Date: 2025-12-10 Status: Ready for implementation

Problem Statement

Current issues:

  1. Inconsistent status - CLI, tray, and web show different health interpretations
  2. Missing OAuth visibility - Token expiration not shown in tray/web
  3. No actionable guidance - Users see errors but not how to fix them
  4. Conflated concepts - Admin state (disabled/quarantined) mixed with health

Root cause: Each interface calculates status independently from raw fields, leading to drift.
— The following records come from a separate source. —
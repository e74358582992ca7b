// Fantasy managers, their history and league standings.

use serde::Serialize;

use super::{GameWeekId, ManagerId, PlayerId};
use crate::records::{ManagerHistoryEntryRecord, ManagerRecord, PickRecord, StandingRecord};

#[derive(Debug, Clone, PartialEq, Serialize)]
pub struct Manager {
    pub id: ManagerId,
    pub first_name: String,
    pub last_name: String,
    pub team_name: String,
    pub history: Vec<ManagerHistoryEntry>,
}

impl Manager {
    pub fn from_records(record: &ManagerRecord, history: &[ManagerHistoryEntryRecord]) -> Self {
        let mut history: Vec<ManagerHistoryEntry> =
            history.iter().map(ManagerHistoryEntry::from).collect();
        history.sort_by_key(|h| h.game_week);
        Manager {
            id: record.id,
            first_name: record.player_first_name.clone(),
            last_name: record.player_last_name.clone(),
            team_name: record.name.clone(),
            history,
        }
    }

    pub fn full_name(&self) -> String {
        format!("{} {}", self.first_name, self.last_name)
    }

    pub fn history_for(&self, game_week: GameWeekId) -> Option<&ManagerHistoryEntry> {
        self.history.iter().find(|h| h.game_week == game_week)
    }
}

/// One game-week row of a manager's season history.
#[derive(Debug, Clone, PartialEq, Eq, Serialize)]
pub struct ManagerHistoryEntry {
    pub game_week: GameWeekId,
    pub points: i32,
    pub total_points: i32,
    pub rank: Option<u64>,
    pub bank: i32,
    pub team_value: i32,
    pub transfers: u32,
    pub transfers_cost: i32,
    pub points_on_bench: i32,
}

impl From<&ManagerHistoryEntryRecord> for ManagerHistoryEntry {
    fn from(record: &ManagerHistoryEntryRecord) -> Self {
        ManagerHistoryEntry {
            game_week: record.event,
            points: record.points,
            total_points: record.total_points,
            rank: record.rank,
            bank: record.bank,
            team_value: record.value,
            transfers: record.event_transfers,
            transfers_cost: record.event_transfers_cost,
            points_on_bench: record.points_on_bench,
        }
    }
}

/// A player slot in a manager's game-week selection.
#[derive(Debug, Clone, Copy, PartialEq, Eq, Serialize)]
pub struct ManagerPick {
    pub player_id: PlayerId,
    /// Slot 1-15; 1-11 start, 12-15 are the bench.
    pub slot: u8,
    pub multiplier: u8,
    pub is_captain: bool,
    pub is_vice_captain: bool,
}

impl From<&PickRecord> for ManagerPick {
    fn from(record: &PickRecord) -> Self {
        ManagerPick {
            player_id: record.element,
            slot: record.position,
            multiplier: record.multiplier,
            is_captain: record.is_captain,
            is_vice_captain: record.is_vice_captain,
        }
    }
}

/// One row of a classic league table.
#[derive(Debug, Clone, PartialEq, Eq, Serialize)]
pub struct LeagueStanding {
    pub manager_id: ManagerId,
    pub manager_name: String,
    pub team_name: String,
    pub rank: u32,
    pub last_rank: u32,
    pub total_points: i32,
    pub event_points: i32,
}

impl From<&StandingRecord> for LeagueStanding {
    fn from(record: &StandingRecord) -> Self {
        LeagueStanding {
            manager_id: record.entry,
            manager_name: record.player_name.clone(),
            team_name: record.entry_name.clone(),
            rank: record.rank,
            last_rank: record.last_rank,
            total_points: record.total,
            event_points: record.event_total,
        }
    }
}
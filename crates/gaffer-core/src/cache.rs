// Read-through cache with whole-cache eviction on a fixed interval.
//
// Each resource kind gets its own typed `ExpiringCache`. Reads past the flush
// interval drop every entry, so all cached data of a kind shares one
// freshness window. `get_or_fetch` serializes fetches per key so concurrent
// callers within a window trigger at most one upstream request.

use std::collections::HashMap;
use std::future::Future;
use std::hash::Hash;
use std::sync::{Arc, Mutex, MutexGuard};
use std::time::Duration;

use tokio::time::Instant;
use tracing::debug;

struct CacheState<K, V> {
    entries: HashMap<K, V>,
    last_flush: Instant,
}

pub struct ExpiringCache<K, V> {
    name: &'static str,
    flush_interval: Duration,
    state: Mutex<CacheState<K, V>>,
    in_flight: Mutex<HashMap<K, Arc<tokio::sync::Mutex<()>>>>,
}

impl<K, V> ExpiringCache<K, V>
where
    K: Eq + Hash + Clone,
    V: Clone,
{
    pub fn new(name: &'static str, flush_interval: Duration) -> Self {
        Self {
            name,
            flush_interval,
            state: Mutex::new(CacheState {
                entries: HashMap::new(),
                last_flush: Instant::now(),
            }),
            in_flight: Mutex::new(HashMap::new()),
        }
    }

    /// Look up a key, flushing the whole cache first if the interval has
    /// elapsed since the last flush.
    pub fn get(&self, key: &K) -> Option<V> {
        let mut state = self.lock_state();
        self.flush_if_stale(&mut state);
        state.entries.get(key).cloned()
    }

    pub fn put(&self, key: K, value: V) {
        let mut state = self.lock_state();
        self.flush_if_stale(&mut state);
        state.entries.insert(key, value);
    }

    pub fn len(&self) -> usize {
        self.lock_state().entries.len()
    }

    pub fn is_empty(&self) -> bool {
        self.len() == 0
    }

    pub fn clear(&self) {
        let mut state = self.lock_state();
        state.entries.clear();
        state.last_flush = Instant::now();
    }

    /// Return the cached value or run `fetch` and cache its result. Errors
    /// are not cached.
    pub async fn get_or_fetch<F, Fut, E>(&self, key: K, fetch: F) -> Result<V, E>
    where
        F: FnOnce() -> Fut,
        Fut: Future<Output = Result<V, E>>,
    {
        if let Some(value) = self.get(&key) {
            return Ok(value);
        }

        let gate = self.gate(&key);
        let result = {
            let _guard = gate.lock().await;
            // Another caller may have filled the entry while we waited.
            match self.get(&key) {
                Some(value) => Ok(value),
                None => {
                    debug!(cache = self.name, "Cache miss, fetching");
                    let fetched = fetch().await;
                    if let Ok(value) = &fetched {
                        self.put(key.clone(), value.clone());
                    }
                    fetched
                }
            }
        };
        self.release_gate(&key, gate);
        result
    }

    fn gate(&self, key: &K) -> Arc<tokio::sync::Mutex<()>> {
        let mut in_flight = self.lock_in_flight();
        Arc::clone(in_flight.entry(key.clone()).or_default())
    }

    /// Drop the caller's handle and remove the key's gate once no other caller
    /// holds or awaits it. Handles are only cloned and dropped under the map
    /// lock, so the count is stable here.
    fn release_gate(&self, key: &K, gate: Arc<tokio::sync::Mutex<()>>) {
        let mut in_flight = self.lock_in_flight();
        let unshared = in_flight
            .get(key)
            .is_some_and(|held| Arc::ptr_eq(held, &gate) && Arc::strong_count(&gate) == 2);
        drop(gate);
        if unshared {
            in_flight.remove(key);
        }
    }

    fn lock_in_flight(&self) -> MutexGuard<'_, HashMap<K, Arc<tokio::sync::Mutex<()>>>> {
        self.in_flight
            .lock()
            .unwrap_or_else(|poisoned| poisoned.into_inner())
    }

    fn lock_state(&self) -> MutexGuard<'_, CacheState<K, V>> {
        self.state
            .lock()
            .unwrap_or_else(|poisoned| poisoned.into_inner())
    }

    fn flush_if_stale(&self, state: &mut CacheState<K, V>) {
        if state.last_flush.elapsed() >= self.flush_interval {
            if !state.entries.is_empty() {
                debug!(
                    cache = self.name,
                    entries = state.entries.len(),
                    "Flushing expired cache"
                );
            }
            state.entries.clear();
            state.last_flush = Instant::now();
        }
    }
}

#[cfg(test)]
mod tests {
    use super::*;
    use std::sync::atomic::{AtomicUsize, Ordering};

    #[tokio::test(start_paused = true)]
    async fn entries_survive_within_interval() {
        let cache = ExpiringCache::new("test", Duration::from_secs(30));
        cache.put(1u32, "a");
        tokio::time::advance(Duration::from_secs(29)).await;
        assert_eq!(cache.get(&1), Some("a"));
    }

    #[tokio::test(start_paused = true)]
    async fn whole_cache_flushes_after_interval() {
        let cache = ExpiringCache::new("test", Duration::from_secs(30));
        cache.put(1u32, "a");
        tokio::time::advance(Duration::from_secs(20)).await;
        // Inserted late, but still evicted with the rest.
        cache.put(2u32, "b");
        tokio::time::advance(Duration::from_secs(10)).await;
        assert_eq!(cache.get(&2), None);
        assert!(cache.is_empty());
    }

    #[tokio::test(start_paused = true)]
    async fn get_or_fetch_fetches_once_per_window() {
        let cache = ExpiringCache::new("test", Duration::from_secs(30));
        let counter = AtomicUsize::new(0);
        let calls = &counter;
        let fetch = move || async move {
            calls.fetch_add(1, Ordering::SeqCst);
            Ok::<_, ()>(42u32)
        };

        assert_eq!(cache.get_or_fetch((), fetch).await, Ok(42));
        assert_eq!(cache.get_or_fetch((), fetch).await, Ok(42));
        assert_eq!(calls.load(Ordering::SeqCst), 1);

        tokio::time::advance(Duration::from_secs(31)).await;
        assert_eq!(cache.get_or_fetch((), fetch).await, Ok(42));
        assert_eq!(calls.load(Ordering::SeqCst), 2);
    }

    #[tokio::test(start_paused = true)]
    async fn concurrent_callers_share_one_fetch() {
        let cache = Arc::new(ExpiringCache::new("test", Duration::from_secs(30)));
        let calls = Arc::new(AtomicUsize::new(0));

        let mut handles = Vec::new();
        for _ in 0..8 {
            let cache = Arc::clone(&cache);
            let calls = Arc::clone(&calls);
            handles.push(tokio::spawn(async move {
                cache
                    .get_or_fetch(7u32, move || async move {
                        calls.fetch_add(1, Ordering::SeqCst);
                        tokio::time::sleep(Duration::from_millis(100)).await;
                        Ok::<_, ()>("value")
                    })
                    .await
            }));
        }
        for handle in handles {
            assert_eq!(handle.await.unwrap(), Ok("value"));
        }
        assert_eq!(calls.load(Ordering::SeqCst), 1);
        assert!(cache.lock_in_flight().is_empty());
    }

    #[tokio::test]
    async fn gates_are_released_after_each_fetch() {
        let cache: ExpiringCache<u64, u64> = ExpiringCache::new("test", Duration::from_secs(30));
        for id in 0..50u64 {
            assert_eq!(cache.get_or_fetch(id, || async move { Ok::<_, ()>(id * 2) }).await, Ok(id * 2));
        }
        let failed = cache.get_or_fetch(99, || async { Err::<u64, _>("boom") }).await;
        assert_eq!(failed, Err("boom"));

        assert_eq!(cache.len(), 50);
        assert!(cache.lock_in_flight().is_empty());
    }

    #[tokio::test]
    async fn errors_are_not_cached() {
        let cache: ExpiringCache<u32, u32> = ExpiringCache::new("test", Duration::from_secs(30));
        let failed = cache.get_or_fetch(1, || async { Err::<u32, _>("boom") }).await;
        assert_eq!(failed, Err("boom"));
        assert!(cache.get(&1).is_none());
    }
}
For example:

  • CLI reads oauth_status and shows "Token Expired"
  • Tray only checks HTTP connectivity and shows "Healthy"
  • Same server, different conclusions

Goals:

  • Single source of truth for server health in the backend
  • Consistent display across CLI, tray, and web UI
  • Traffic light model: healthy (green) / degraded (yellow) / unhealthy (red)
  • Every degraded/unhealthy state includes an action to resolve it
  • Admin state (enabled/disabled/quarantined) shown separately from health

Non-goals:

  • Changing OAuth flow mechanics
  • Adding new OAuth features
  • Redesigning the web UI layout

Data Model

New HealthStatus struct (in internal/contracts/types.go):

go
type HealthStatus struct {
    Level      string `json:"level"`       // "healthy", "degraded", "unhealthy"
    AdminState string `json:"admin_state"` // "enabled", "disabled", "quarantined"
    Summary    string `json:"summary"`     // "Connected (5 tools)", "Token expiring in 2h"
    Detail     string `json:"detail"`      // Optional longer explanation
    Action     string `json:"action"`      // "login", "restart", "enable", "approve", "view_logs", ""
}

Added to existing Server struct:

go
type Server struct {
    // ... existing fields ...
    Health HealthStatus `json:"health"` // New unified health status
}

Level values:

LevelMeaningView convention
healthyReady to use, no issuesgreen
degradedWorks but needs attention soonyellow
unhealthyBroken, can't use until fixedred

Action types:

ActionMeaning
""No action needed (healthy state)
loginOAuth authentication required
restartServer needs restart
enableServer is disabled
approveServer is quarantined
view_logsCheck logs for details

Health Calculation Logic

Location: internal/runtime/runtime.go in GetAllServers() (or extracted to internal/health/calculator.go)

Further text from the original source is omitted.